__Task to carry out__.
Check each line of the entries below for the string "MalformedFraming"; copy every line where it appears.
____ Input for this task
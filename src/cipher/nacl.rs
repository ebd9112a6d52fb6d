//! # NaCl Suites (`0x2a`, `0x2b`)
//!
//! XSalsa20-Poly1305 secretbox sealing, keyed either by an ephemeral ECDH
//! secret or directly by the holder's private key.
//!
//! ```text
//! ┌─────────────────────────────────────────────────────────────────────────┐
//! │                         PUBLIC-KEY VARIANT (0x2a)                        │
//! ├─────────────────────────────────────────────────────────────────────────┤
//! │                                                                         │
//! │  Sender                                   Recipient                     │
//! │  ──────                                   ─────────                     │
//! │  e = ephemeral key on recipient's curve                                 │
//! │  k = shared_secret(e, R)                  k = shared_secret(r, E)       │
//! │  box = seal(k, nonce, m)                  m = open(k, box)              │
//! │                                                                         │
//! │  ┌──────┬──────────┬─────────────────┬───────────┬─────────┬──────┐     │
//! │  │ 0x2a │ curve id │ E (32 or 33)    │ nonce(24) │ tag(16) │ ct   │     │
//! │  └──────┴──────────┴─────────────────┴───────────┴─────────┴──────┘     │
//! │                                                                         │
//! ├─────────────────────────────────────────────────────────────────────────┤
//! │                        PRIVATE-KEY VARIANT (0x2b)                        │
//! ├─────────────────────────────────────────────────────────────────────────┤
//! │                                                                         │
//! │  k = key bytes of the private key itself                                │
//! │      ed25519              clamped X25519 scalar                         │
//! │      secp256k1/secp256r1  raw 32-byte scalar                            │
//! │      sr25519              not supported                                 │
//! │                                                                         │
//! │  ┌──────┬────────┬───────────┬─────────┬──────┐                         │
//! │  │ 0x2b │ key id │ nonce(24) │ tag(16) │ ct   │                         │
//! │  └──────┴────────┴───────────┴─────────┴──────┘                         │
//! │                                                                         │
//! └─────────────────────────────────────────────────────────────────────────┘
//! ```

use crypto_secretbox::aead::generic_array::GenericArray;
use crypto_secretbox::aead::{Aead, KeyInit};
use crypto_secretbox::XSalsa20Poly1305;
use rand::rngs::OsRng;
use rand_core::CryptoRngCore;
use zeroize::Zeroizing;

use super::{Decrypter, Encrypter, NACL_ECDH, NACL_SECRET_KEY};
use crate::error::{Error, Result};
use crate::exchange::KeyExchange;
use crate::keys::ids::{ID_ED25519, ID_SECP256K1, ID_SECP256R1, ID_SR25519};
use crate::keys::{KeyKind, PrivateKey, PublicKey};

/// Size of the secretbox nonce in bytes
pub const NONCE_SIZE: usize = 24;

/// Size of the Poly1305 tag in bytes
pub const TAG_SIZE: usize = 16;

/// Seal `plaintext` under `key` with a fresh nonce: `nonce ‖ tag ‖ ciphertext`
pub fn easy_seal(plaintext: &[u8], key: &[u8], rng: &mut impl CryptoRngCore) -> Result<Vec<u8>> {
    let cipher = XSalsa20Poly1305::new_from_slice(key)
        .map_err(|_| Error::EncryptionFailed("secretbox key must be 32 bytes".into()))?;

    let mut nonce = [0u8; NONCE_SIZE];
    rng.fill_bytes(&mut nonce);

    let sealed = cipher
        .encrypt(GenericArray::from_slice(&nonce), plaintext)
        .map_err(|_| Error::EncryptionFailed("secretbox seal failed".into()))?;

    let mut out = Vec::with_capacity(NONCE_SIZE + sealed.len());
    out.extend_from_slice(&nonce);
    out.extend_from_slice(&sealed);
    Ok(out)
}

/// Open `nonce ‖ tag ‖ ciphertext` under `key`
pub fn easy_open(sealed: &[u8], key: &[u8]) -> Result<Vec<u8>> {
    if sealed.len() < NONCE_SIZE + TAG_SIZE {
        return Err(Error::DecryptionFailed);
    }

    let cipher = XSalsa20Poly1305::new_from_slice(key).map_err(|_| Error::DecryptionFailed)?;
    let (nonce, boxed) = sealed.split_at(NONCE_SIZE);

    cipher
        .decrypt(GenericArray::from_slice(nonce), boxed)
        .map_err(|_| Error::DecryptionFailed)
}

// ============================================================================
// PUBLIC-KEY VARIANT
// ============================================================================

/// Encrypts to a recipient public key with an ephemeral key
#[derive(Debug, Clone)]
pub struct NaclPublicKeyEncrypter {
    public_key: PublicKey,
    exchange: KeyExchange,
}

impl NaclPublicKeyEncrypter {
    /// Create an encrypter for any supported curve
    pub fn new(public_key: PublicKey) -> Self {
        let exchange = KeyExchange::for_kind(public_key.kind());
        Self {
            public_key,
            exchange,
        }
    }

    /// Encrypt with a caller-supplied randomness source
    pub fn encrypt_with_rng(&self, plaintext: &[u8], rng: &mut impl CryptoRngCore) -> Result<Vec<u8>> {
        let ephemeral = self.exchange.ephemeral_key(rng);
        let secret = self.exchange.shared_secret(&ephemeral, &self.public_key)?;
        let sealed = easy_seal(plaintext, secret.as_bytes(), rng)?;

        let ephemeral_public = ephemeral.public_key();
        let key_bytes = ephemeral_public.bytes();

        let mut out = Vec::with_capacity(2 + key_bytes.len() + sealed.len());
        out.push(NACL_ECDH);
        out.push(ephemeral_public.kind().id());
        out.extend_from_slice(&key_bytes);
        out.extend_from_slice(&sealed);
        Ok(out)
    }
}

impl Encrypter for NaclPublicKeyEncrypter {
    fn encrypt(&self, plaintext: &[u8]) -> Result<Vec<u8>> {
        self.encrypt_with_rng(plaintext, &mut OsRng)
    }
}

/// Decrypts public-key content with the recipient's private key
#[derive(Debug, Clone)]
pub struct NaclPublicKeyDecrypter {
    private_key: PrivateKey,
    exchange: KeyExchange,
}

impl NaclPublicKeyDecrypter {
    /// Create a decrypter for any supported curve
    pub fn new(private_key: PrivateKey) -> Self {
        let exchange = KeyExchange::for_kind(private_key.kind());
        Self {
            private_key,
            exchange,
        }
    }
}

impl Decrypter for NaclPublicKeyDecrypter {
    fn decrypt(&self, content: &[u8]) -> Result<Vec<u8>> {
        let (ephemeral_public, sealed) = parse_public_key_content(content)?;
        let secret = self.exchange.shared_secret(&self.private_key, &ephemeral_public)?;

        let result = easy_open(sealed, secret.as_bytes());
        if result.is_err() {
            tracing::debug!("nacl-ecdh content rejected");
        }
        result
    }
}

fn parse_public_key_content(content: &[u8]) -> Result<(PublicKey, &[u8])> {
    if content.is_empty() {
        return Err(Error::MalformedFraming("empty content"));
    }
    if content[0] != NACL_ECDH {
        return Err(Error::MalformedFraming("invalid prefix"));
    }
    if content.len() < 35 {
        return Err(Error::MalformedFraming("content too short"));
    }

    let (kind, key_len) = match content[1] {
        ID_ED25519 => (KeyKind::Ed25519, 32),
        ID_SR25519 => (KeyKind::Sr25519, 32),
        ID_SECP256K1 => (KeyKind::Secp256k1, 33),
        ID_SECP256R1 => (KeyKind::Secp256r1, 33),
        other => return Err(Error::UnknownCurveId(other)),
    };

    let public_key = PublicKey::from_bytes(kind, &content[2..2 + key_len])
        .map_err(|_| Error::DecryptionFailed)?;
    Ok((public_key, &content[2 + key_len..]))
}

// ============================================================================
// PRIVATE-KEY VARIANT
// ============================================================================

/// Encrypts with a key derived from the holder's own private key
#[derive(Debug, Clone)]
pub struct NaclPrivateKeyEncrypter {
    private_key: PrivateKey,
}

impl NaclPrivateKeyEncrypter {
    /// Create an encrypter; sr25519 keys fail at encryption time
    pub fn new(private_key: PrivateKey) -> Self {
        Self { private_key }
    }

    /// Encrypt with a caller-supplied randomness source
    pub fn encrypt_with_rng(&self, plaintext: &[u8], rng: &mut impl CryptoRngCore) -> Result<Vec<u8>> {
        let key = encryption_key_bytes(&self.private_key)?;
        let sealed = easy_seal(plaintext, key.as_slice(), rng)?;

        let mut out = Vec::with_capacity(2 + sealed.len());
        out.push(NACL_SECRET_KEY);
        out.push(self.private_key.kind().id());
        out.extend_from_slice(&sealed);
        Ok(out)
    }
}

impl Encrypter for NaclPrivateKeyEncrypter {
    fn encrypt(&self, plaintext: &[u8]) -> Result<Vec<u8>> {
        self.encrypt_with_rng(plaintext, &mut OsRng)
    }
}

/// Decrypts private-key content with the same private key
#[derive(Debug, Clone)]
pub struct NaclPrivateKeyDecrypter {
    private_key: PrivateKey,
}

impl NaclPrivateKeyDecrypter {
    /// Create a decrypter
    pub fn new(private_key: PrivateKey) -> Self {
        Self { private_key }
    }
}

impl Decrypter for NaclPrivateKeyDecrypter {
    fn decrypt(&self, content: &[u8]) -> Result<Vec<u8>> {
        if content.is_empty() {
            return Err(Error::MalformedFraming("empty content"));
        }
        if content[0] != NACL_SECRET_KEY {
            return Err(Error::MalformedFraming("invalid prefix"));
        }
        if content.len() < 3 {
            return Err(Error::MalformedFraming("content too short"));
        }

        if content[1] != self.private_key.kind().id() {
            return Err(Error::KeyIdMismatch);
        }

        let key = encryption_key_bytes(&self.private_key)?;
        let result = easy_open(&content[2..], key.as_slice());
        if result.is_err() {
            tracing::debug!("nacl secret-key content rejected");
        }
        result
    }
}

/// Secretbox key taken directly from a private key
fn encryption_key_bytes(private_key: &PrivateKey) -> Result<Zeroizing<[u8; 32]>> {
    match private_key {
        PrivateKey::Ed25519(key) => Ok(key.x25519_scalar_bytes()),
        PrivateKey::Secp256k1(key) => Ok(Zeroizing::new(key.bytes())),
        PrivateKey::Secp256r1(key) => Ok(Zeroizing::new(key.bytes())),
        PrivateKey::Sr25519(_) => Err(Error::UnsupportedKeyType(
            "sr25519 private keys are not supported".into(),
        )),
    }
}

// ============================================================================
// TESTS
// ============================================================================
________
__Task result__.
        return Err(Error::MalformedFraming("empty content"));
        return Err(Error::MalformedFraming("invalid prefix"));
        return Err(Error::MalformedFraming("content too short"));
            return Err(Error::MalformedFraming("empty content"));
            return Err(Error::MalformedFraming("invalid prefix"));
            return Err(Error::MalformedFraming("content too short"));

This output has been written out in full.